**WHAT IS EXPECTED**
Copy the listing below line for line, starting at its first line and ending with the line that has "use crate::services::roster::normalize;" in it. Add nothing.

**MATERIAL SHOWN**
+++++

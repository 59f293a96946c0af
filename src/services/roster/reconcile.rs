//! Per-row reconciliation: skip, create, or fill-only merge
//!
//! Each data row builds a typed candidate record, looks up a possible match
//! by natural key (lower-cased email), and either creates a new person or
//! fills the gaps on the existing one. Failure is a first-class value
//! (`RowError`) so the orchestrator can record it and move on.

use thiserror::Error;

use crate::services::registry::PersonRegistry;
use crate::services::roster::headers::{HeaderMap, RosterField};
use crate::services::roster::normalize;
use crate::types::{NewPerson, Person, PersonPatch, PersonStatus, TeamType, UncertainField};

/// Role assigned when a row's team-type cell carries the contractor signal
const CONTRACTOR_ROLE: &str = "CONTRACTOR";

/// What happened to one data row
#[derive(Debug, Clone, Copy, PartialEq, Eq)]
pub enum RowOutcome {
    Created,
    Updated,
    Skipped,
}

/// Row result: the outcome plus any tri-state answers needing review
#[derive(Debug)]
pub struct RowReport {
    pub outcome: RowOutcome,
    pub uncertain: Vec<UncertainField>,
}

impl RowReport {
    fn skipped() -> Self {
        Self {
            outcome: RowOutcome::Skipped,
            uncertain: Vec::new(),
        }
    }
}

/// Failure while reconciling a single row. Never aborts the import; the
/// orchestrator records it and continues.
#[derive(Debug, Error)]
pub enum RowError {
    #[error("registry lookup failed: {0}")]
    Lookup(anyhow::Error),
    #[error("registry write failed: {0}")]
    Write(anyhow::Error),
}

/// Tri-state fields tracked for uncertainty reporting
const TRI_STATE_FIELDS: [RosterField; 3] = [
    RosterField::PoliceCheck,
    RosterField::FirstAid,
    RosterField::DriversLicense,
];

/// Reconcile one tokenized data row against the registry.
pub async fn reconcile_row(
    registry: &dyn PersonRegistry,
    cells: &[String],
    map: &HeaderMap,
    default_role: &str,
) -> Result<RowReport, RowError> {
    // A row without a usable name never reaches normalization
    let name_raw = map.cell(cells, RosterField::LegalName).unwrap_or("");
    if name_raw.chars().count() < 2 {
        return Ok(RowReport::skipped());
    }

    let email = map
        .cell(cells, RosterField::Email)
        .and_then(normalize::normalize_email);

    let existing = match &email {
        Some(key) => registry.find_by_email(key).await.map_err(RowError::Lookup)?,
        None => None,
    };

    let candidate = build_candidate(cells, map, &email, default_role);

    // Uncertainty is only tracked when the row has a natural key to attach
    // it to; ambiguity on keyless rows is dropped.
    let uncertain = match &email {
        Some(key) => collect_uncertain(cells, map, key),
        None => Vec::new(),
    };

    match existing {
        None => {
            registry.create(&candidate).await.map_err(RowError::Write)?;
            Ok(RowReport {
                outcome: RowOutcome::Created,
                uncertain,
            })
        }
        Some(person) => {
            let patch = build_patch(&person, &candidate);
            if patch.is_empty() {
                return Ok(RowReport {
                    outcome: RowOutcome::Skipped,
                    uncertain,
                });
            }
            registry
                .update(person.id, &patch)
                .await
                .map_err(RowError::Write)?;
            Ok(RowReport {
                outcome: RowOutcome::Updated,
                uncertain,
            })
        }
    }
}
//! Type definitions

pub mod messages;
pub mod person;
pub mod roster;

pub use messages::*;
pub use person::*;
pub use roster::*;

+++++

**RESULT**
repository 59f293a96946c0af
filename src/services/roster/reconcile.rs
//! Per-row reconciliation: skip, create, or fill-only merge
//!
//! Each data row builds a typed candidate record, looks up a possible match
//! by natural key (lower-cased email), and either creates a new person or
//! fills the gaps on the existing one. Failure is a first-class value
//! (`RowError`) so the orchestrator can record it and move on.

use thiserror::Error;

use crate::services::registry::PersonRegistry;
use crate::services::roster::headers::{HeaderMap, RosterField};
use crate::services::roster::normalize;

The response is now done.